一方で、「いいえ」と回答した学生にその理由を伺うと、「実際に子どもとコミュニケーションをとりたい」「物足りなく感じた」などリアルでの実習の良さと比較した意見も多く見受けられました。
〈自由回答・一部抜粋〉
l 実際に体験しないと園の中の雰囲気や 現場で働いている先生方の対応など分からないこともあると考えるため、出来ることなら現場に行って実習はしたいと思います。
l 難しい状況なのは理解した上でもやっぱりオンライン上では物足りなく感じました。実際に子供たちとコミュニケーションを取りたいと思いました。
l やはり、子どもと関わってみないとわからないことや、実際に保育者の援助を目の前で観察しないとわからない部分を学ぶ場なので役に立たないと思います。
l 実習を行うことがこの先難しくなった場合、実際に行けなくても保育の場を見ることができるという点では学びの役に立つと感じた。しかし前期教育実習と保育所実習に参加した感想を踏まえてしまうとそれ相応の経験にするには、今までとは違う園側の負担も大きくあるだろうし、たくさんの工夫が必要になるのではないかと感じた。
■明日香、保育業界のニューノーマル創出を目指す
「オンライン保育実習」は、新型コロナウイルスの影響を受け、対面での保育実習の機会がなくなった学生に保育の現場を知ってもらい、働くイメージを持ってもらうために実施しましたが、今回の結果を受け、保育士に質問する際の抵抗感が薄れたことや、メモをとりながら現場を見られること、録画して見直すことで学びを深められることなどオンライン配信だからできることが明らかになりました。しかし、実際の子どもとのコミュニケーションや保育者の援助を間近でみることなど、オフラインの良さを実感する学生も多くいました。
感染拡大が続く中で、今回のプログラムは実習のオンライン化への第一歩といえます。明日香は、これからも日々変化する世界情勢の中、保育業界におけるニューノーマルを創出してまいります。
■秋草学園短期大学准教授 浅井 拓久也先生からのコメント
今回の取り組みを通じて、オンライン実習という実習の新しい枠組みを作る必要性を感じました。つまり、学生が保育所で行う既存の実習にいかに近づけるかではなく、オンライン実習だからこそできる実習とは何かをゼロベースで考えていく必要があるということです。

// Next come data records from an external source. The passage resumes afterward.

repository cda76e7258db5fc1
//! 搜索：先序、子串匹配、重复目录只展开一次。

use crate::remote_file::RemotePath;
use crate::tests::{MockTransport, syncer};

fn docs_tree() -> MockTransport {
    let mock = MockTransport::new()
        .with_dir("/docs")
        .with_file("/docs/report.pdf", b"1")
        .with_dir("/docs/old")
        .with_file("/docs/old/report2.pdf", b"2")
        .with_file("/docs/readme.md", b"3");
    // /docs/old 在列表中出现两次
    mock.append_listing("/docs", "old/");
    mock
}

#[tokio::test]
async fn finds_matches_in_order_without_duplicates() {
    let syncer = syncer(docs_tree());

    let found = syncer.search("report", &RemotePath::new("/docs")).await.unwrap();
    let found: Vec<&str> = found.iter().map(|p| p.as_str()).collect();

    assert_eq!(found, vec!["/docs/report.pdf", "/docs/old/report2.pdf"]);
}

#[tokio::test]
async fn matching_directory_is_reported_and_descended() {
    let mock = MockTransport::new()
        .with_dir("/reports")
        .with_file("/reports/q1-report.txt", b"x")
        .with_file("/other.txt", b"y");
    let syncer = syncer(mock);

    let found = syncer.search("report", &RemotePath::root()).await.unwrap();
    let found: Vec<&str> = found.iter().map(|p| p.as_str()).collect();

    assert_eq!(found, vec!["/reports", "/reports/q1-report.txt"]);
}

#[tokio::test]
async fn no_match_returns_empty() {
    let syncer = syncer(docs_tree());

    let found = syncer.search("invoice", &RemotePath::new("/docs")).await.unwrap();

    assert!(found.is_empty());
}

#[tokio::test]
async fn missing_root_is_a_list_error() {
    let syncer = syncer(MockTransport::new());

    let err = syncer.search("x", &RemotePath::new("/nope")).await.unwrap_err();

    assert_eq!(err.kind(), crate::sync::FailureKind::ListError);
}

#[tokio::test]
async fn dot_entries_are_not_searched() {
    let mock = MockTransport::new()
        .with_dir("/a/b")
        .with_file("/a/b/report.txt", b"1")
        .with_file("/a/report-outside.txt", b"2");
    mock.append_listing("/a/b", "../");
    let syncer = syncer(mock);

    let found = syncer.search("report", &RemotePath::new("/a/b")).await.unwrap();
    let found: Vec<&str> = found.iter().map(|p| p.as_str()).collect();

    assert_eq!(found, vec!["/a/b/report.txt"]);
}
use std::fs::OpenOptions;
use std::sync::Mutex;

use anyhow::{Context, Result};
use tracing::warn;
use tracing_subscriber::EnvFilter;
use webdav_sync::config::{LogDestination, LoggingSection};

/// 安装全局日志订阅器，`RUST_LOG` 优先于配置中的级别
pub fn init_logging(logging: &LoggingSection, verbose: bool) -> Result<()> {
    let level = if verbose { "debug" } else { logging.level.as_str() };
    let filter = EnvFilter::try_from_default_env()
        .or_else(|_| EnvFilter::try_new(level))
        .unwrap_or_else(|_| EnvFilter::new("info"));

    let (destination, notice) = logging.resolve_destination();

    match destination {
        LogDestination::Console => {
            tracing_subscriber::fmt()
                .with_env_filter(filter)
                .with_target(false)
                .with_writer(std::io::stderr)
                .init();
        }
        LogDestination::File(path) => {
            let file = OpenOptions::new()
                .create(true)
                .append(true)
                .open(&path)
                .with_context(|| format!("无法打开日志文件 {}", path.display()))?;

            tracing_subscriber::fmt()
                .with_env_filter(filter)
                .with_target(false)
                .with_ansi(false)
                .with_writer(Mutex::new(file))
                .init();
        }
    }

    if let Some(notice) = notice {
        warn!("{}", notice);
    }

    Ok(())
}

/// 读取配置之前使用的控制台日志
pub fn init_console_logging(verbose: bool) {
    let level = if verbose { "debug" } else { "info" };
    let filter = EnvFilter::try_from_default_env()
        .unwrap_or_else(|_| EnvFilter::new(level));

    tracing_subscriber::fmt()
        .with_env_filter(filter)
        .with_target(false)
        .with_writer(std::io::stderr)
        .init();
}
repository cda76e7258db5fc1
pub mod remote_file_data;
pub mod remote_path;

pub use remote_file_data::{RemoteFileData, ResourceInfo};
pub use remote_path::{is_child_name, parse_listing_entry, RemotePath};
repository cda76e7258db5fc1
use reqwest::header::HeaderMap;
use reqwest::{Body, Method, StatusCode};
use url::Url;

use crate::auth::structs::webdav_auth::WebdavAuth;
use crate::internal::transport::structs::TransportError;

/// 发送一次不关心响应体的请求（PUT / MKCOL / DELETE / COPY / MOVE）
///
/// 成功时返回状态码；失败时把响应体带进 [`TransportError::Status`]，
/// 由调用方决定 404 / 409 等状态的具体含义。
pub(crate) async fn send_webdav_request(
    webdav_auth: &WebdavAuth,
    method: Method,
    absolute_url: &Url,
    headers: HeaderMap,
    body: Option<Body>,
) -> Result<StatusCode, TransportError> {
    let mut request = webdav_auth
        .client
        .request(method, absolute_url.clone())
        .headers(headers);

    if let Some(body) = body {
        request = request.body(body);
    }

    let res = request.send().await?;
    let status = res.status();

    if status.is_success() {
        return Ok(status);
    }

    let message = res.text().await.unwrap_or_default();

    Err(TransportError::Status { status: status.as_u16(), message })
}
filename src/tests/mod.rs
//! 测试模块入口：公共逻辑在 `lib` 子模块，集成测试在 `internal`。

pub use lib::*;
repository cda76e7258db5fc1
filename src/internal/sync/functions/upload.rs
//! 上传方向的目录对账。
//!
//! 规则：
//! - 远程目标不存在：目录先建后逐项上传，文件直接上传
//! - 远程目标存在：目录对比两侧完整子孙集合，文件只比较大小
//! - 大小相同即视为一致，不比较内容或修改时间

use std::collections::HashMap;
use std::path::{Path, PathBuf};

use tracing::{debug, info, warn};

use crate::internal::local_file::functions::{
    base_name, local_metadata, walk_local_tree,
};
use crate::internal::local_file::structs::LocalEntry;
use crate::internal::remote_file::structs::RemotePath;
use crate::internal::sync::functions::remote_ops::log_outcome;
use crate::internal::sync::structs::{OperationResult, SyncError, WebdavSyncer};
use crate::internal::transport::traits::Transport;

impl<T: Transport> WebdavSyncer<T> {
    /// 上传本地文件或目录
    ///
    /// - `recurse = false`：目标为 `remote_base/<本地名称>`
    /// - `recurse = true`：`remote_base` 即目标路径，由调用方算好
    pub async fn upload(
        &self,
        local: &Path,
        remote_base: &RemotePath,
        recurse: bool,
    ) -> OperationResult {
        let result = self.upload_entry(local, remote_base, recurse).await;
        log_outcome(&result);
        result.into()
    }

    async fn upload_entry(
        &self,
        local: &Path,
        remote_base: &RemotePath,
        recurse: bool,
    ) -> Result<String, SyncError> {
        self.cancel.check()?;

        let meta = local_metadata(local)
            .await?
            .ok_or_else(|| SyncError::LocalNotFound(local.to_path_buf()))?;

        let target = if recurse {
            remote_base.clone()
        } else {
            let name = base_name(local)
                .ok_or_else(|| SyncError::LocalNotFound(local.to_path_buf()))?;
            remote_base.join(&name)
        };

        if !self.transport.check(&target).await? {
            return if meta.is_dir() {
                self.upload_new_directory(local, &target).await
            } else {
                self.upload_file(local, &target).await
            };
        }

        let remote_is_dir = self.transport.is_dir(&target).await?;
        match (meta.is_dir(), remote_is_dir) {
            (true, true) => self.reconcile_directory(local, &target).await,
            (false, false) => {
                if self.refresh_file(local, &target, meta.len()).await? {
                    Ok(format!("已更新 {} 到 {}", local.display(), target))
                } else {
                    Ok(format!("{target} 大小一致，跳过上传"))
                }
            }
            (true, false) => Err(SyncError::Conflict(format!(
                "本地 {} 是目录，远程 {} 是文件",
                local.display(),
                target
            ))),
            (false, true) => Err(SyncError::Conflict(format!(
                "本地 {} 是文件，远程 {} 是目录",
                local.display(),
                target
            ))),
        }
    }

    /// 远程不存在的目录：创建后逐项上传全部子孙
    async fn upload_new_directory(
        &self,
        local: &Path,
        target: &RemotePath,
    ) -> Result<String, SyncError> {
        let entries = walk_local_tree(local, self.options.max_depth).await?;

        self.create_remote_directory(target).await?;
        info!("已创建远程目录 {}，开始上传 {} 项", target, entries.len());

        self.apply_tree(local, target, &entries, &HashMap::new()).await
    }

    /// 两侧都是目录：对比完整子孙集合，补齐缺失项、更新大小不一致的文件
    async fn reconcile_directory(
        &self,
        local: &Path,
        target: &RemotePath,
    ) -> Result<String, SyncError> {
        let remote: HashMap<RemotePath, bool> = self
            .walk_remote_tree(target)
            .await?
            .into_iter()
            .map(|entry| (entry.path, entry.is_dir))
            .collect();
        let entries = walk_local_tree(local, self.options.max_depth).await?;

        debug!(
            "对账 {} ↔ {}：本地 {} 项，远程 {} 项",
            local.display(),
            target,
            entries.len(),
            remote.len()
        );

        self.apply_tree(local, target, &entries, &remote).await
    }

    /// 逐项处理本地目录树，单项失败只记录，继续处理其余条目
    ///
    /// `remote` 为远程已有路径及其是否目录。创建失败的目录，其子孙不再处理。
    async fn apply_tree(
        &self,
        local: &Path,
        target: &RemotePath,
        entries: &[LocalEntry],
        remote: &HashMap<RemotePath, bool>,
    ) -> Result<String, SyncError> {
        let mut failures = Vec::new();
        let mut failed_dirs: Vec<PathBuf> = Vec::new();
        let mut changed = 0usize;
        let mut skipped = 0usize;

        for entry in entries {
            if failed_dirs.iter().any(|dir| entry.path.starts_with(dir)) {
                continue;
            }

            let remote_path = target.join(&entry.relative);
            let outcome = self.apply_entry(entry, &remote_path, remote.get(&remote_path)).await;

            match outcome {
                Ok(true) => changed += 1,
                Ok(false) => skipped += 1,
                Err(SyncError::Cancelled) => return Err(SyncError::Cancelled),
                Err(e) => {
                    warn!("{}", e);
                    if entry.is_dir {
                        failed_dirs.push(entry.path.clone());
                    }
                    failures.push(e);
                }
            }
        }

        if failures.is_empty() {
            Ok(format!(
                "{} → {}：更新 {} 项，跳过 {} 项",
                local.display(),
                target,
                changed,
                skipped
            ))
        } else {
            Err(SyncError::Incomplete {
                location: format!("{} → {}", local.display(), target),
                failures,
            })
        }
    }

    /// 处理单个条目，返回是否产生了远程变更
    async fn apply_entry(
        &self,
        entry: &LocalEntry,
        remote_path: &RemotePath,
        remote_is_dir: Option<&bool>,
    ) -> Result<bool, SyncError> {
        self.cancel.check()?;

        match (entry.is_dir, remote_is_dir) {
            (true, None) => {
                self.create_remote_directory(remote_path).await?;
                Ok(true)
            }
            (true, Some(true)) => Ok(false),
            (false, None) => {
                self.upload_file(&entry.path, remote_path).await?;
                Ok(true)
            }
            (false, Some(false)) => {
                self.refresh_file(&entry.path, remote_path, entry.size).await
            }
            (true, Some(false)) => Err(SyncError::Conflict(format!(
                "本地 {} 是目录，远程 {} 是文件",
                entry.path.display(),
                remote_path
            ))),
            (false, Some(true)) => Err(SyncError::Conflict(format!(
                "本地 {} 是文件，远程 {} 是目录",
                entry.path.display(),
                remote_path
            ))),
        }
    }

    /// 两侧都是文件：大小相同跳过，否则重新上传；返回是否重新上传
    async fn refresh_file(
        &self,
        local: &Path,
        target: &RemotePath,
        local_size: u64,
    ) -> Result<bool, SyncError> {
        let remote_size = self.transport.info(target).await?.size;

        if remote_size == Some(local_size) {
            debug!("{} 大小一致，跳过", target);
            return Ok(false);
        }

        info!(
            "{} 大小不一致（本地 {}，远程 {:?}），重新上传",
            target, local_size, remote_size
        );
        self.upload_file(local, target).await?;
        Ok(true)
    }
}
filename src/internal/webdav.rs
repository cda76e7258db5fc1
//! WebDAV 协议层：请求方法、PROPFIND 原始 XML 模型与底层请求函数。

pub mod enums;
pub mod functions;
pub mod raw_xml;
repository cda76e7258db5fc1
pub mod remote;
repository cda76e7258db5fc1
//! 传输层错误类型。

use thiserror::Error;

use crate::internal::remote_file::structs::RemotePath;

/// 传输层错误
///
/// `ParentMissing` 是区分出来的特例：上层据此自动创建父目录并重试一次，
/// 不需要去匹配错误文本。
#[derive(Debug, Error)]
pub enum TransportError {
    #[error("远程父目录不存在: {0}")]
    ParentMissing(RemotePath),

    #[error("远程资源不存在: {0}")]
    NotFound(RemotePath),

    #[error("状态异常 {status}: {message}")]
    Status { status: u16, message: String },

    #[error("HTTP 请求失败: {0}")]
    Request(#[from] reqwest::Error),

    #[error("本地文件读写失败: {0}")]
    Io(#[from] std::io::Error),

    #[error("XML 解析失败: {0}")]
    Xml(String),

    #[error("路径格式错误: {0}")]
    InvalidPath(String),

    #[error("认证信息无效: {0}")]
    Auth(String),
}

impl TransportError {
    pub fn is_parent_missing(&self) -> bool {
        matches!(self, TransportError::ParentMissing(_))
    }

    pub fn is_not_found(&self) -> bool {
        matches!(self, TransportError::NotFound(_))
    }
}
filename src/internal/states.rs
pub(crate) mod reactive_core;
pub mod unlock_reactive;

こうした新しい枠組みの構築には、保育の研究者だけではなく、保育所運営者との協働、連携がいっそう必要になってくるでしょう。
<プロフィール>
浅井 拓久也(あさい たくや)/秋草学園短期大学 准教授
経歴:東京大学大学院修了後、米国大学大学院留学、民間シンクタンク主任研究員や環太平洋大学専任講師などを経て現職。専門は幼児教育学。認定こども園や保育園の顧問やアドバイザーも務めている。著書は『マンガでわかる!保育所保育指針 2017年告示対応版』(中央法規出版社)、『先輩保育者が教えてくれる!連絡帳の書き方のきほん』(翔泳社)、『子どもの発達の連続性を支える保育の心理学』(教育情報出版)など多数
■秋株式会社明日香 経営企画・人事本部/事業企画・人財開発室 室長 末廣 剛のコメント
様々な分野でオンライン活用が普及していますが、保育分野においても大いに有用性があることを改めて感じました。ただ、だからこそリアルの重要性も明確になり、保育業界における「ニューノーマル」が少しずつ具体的な姿を現してきたように思います。今後、更にオンラインを適正かつ効果的に活用し、未曽有の事態を乗り越える保育環境を築くためには、行政(地域)、民間企業、研究機関(者)が一体となって取り組む事が絶対不可欠です。その一翼を担う活動を今後も明日香は続けて参ります。
<プロフィール>
末廣 剛(すえひろ つよし)/株式会社明日香 経営企画・人事本部/事業企画・人財開発室 室長
経歴:立命館大学卒業後、渡英しサブカルチャー/エンタメビジネスを研究。その後広告代理店等の勤務を経て保育業界に。新規立ち上げから人事・採用・運営まで保育事業の全般に携わり、面接・面談を行った保育士数は延べ1,200人以上。